• **Activity**:
Nothing past the line containing "in repo config." belongs in the output. Copy exactly every line of the data below from the first up to and including it.
====== Study material ======
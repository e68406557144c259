use infraguard_engine::policy::EffectiveConfig;
use infraguard_engine::{RuleFilter, ScanOptions};
use infraguard_types::Severity;

pub const PROFILES: [&str; 3] = ["default", "strict", "critical"];

/// Preset profiles are opinionated defaults.
///
/// Keep these small and readable. Anything complex belongs in repo config.
pub fn preset(profile: &str) -> Option<EffectiveConfig> {
    match profile {
        "default" => Some(default_profile()),
        "strict" => Some(strict_profile()),
        "critical" => Some(critical_profile()),
        _ => None,
    }
}

/// Every rule runs; only high and critical failures fail the verdict.
fn default_profile() -> EffectiveConfig {
    EffectiveConfig {
        profile: "default".to_string(),
        filter: RuleFilter::default(),
        fail_on: Severity::High,
        options: ScanOptions::default(),
        ignores: Vec::new(),
    }
}

/// Every rule runs and any failure fails the verdict.
fn strict_profile() -> EffectiveConfig {
    EffectiveConfig {
        profile: "strict".to_string(),
        fail_on: Severity::Low,
        ..default_profile()
    }
}

/// Only critical rules run.
fn critical_profile() -> EffectiveConfig {
    EffectiveConfig {
        profile: "critical".to_string(),
        filter: RuleFilter::new().min_severity(Severity::Critical),
        fail_on: Severity::Critical,
        ..default_profile()
    }
}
======
• **Reply**:
repository e68406557144c259
use infraguard_engine::policy::EffectiveConfig;
use infraguard_engine::{RuleFilter, ScanOptions};
use infraguard_types::Severity;

pub const PROFILES: [&str; 3] = ["default", "strict", "critical"];

/// Preset profiles are opinionated defaults.
///
/// Keep these small and readable. Anything complex belongs in repo config.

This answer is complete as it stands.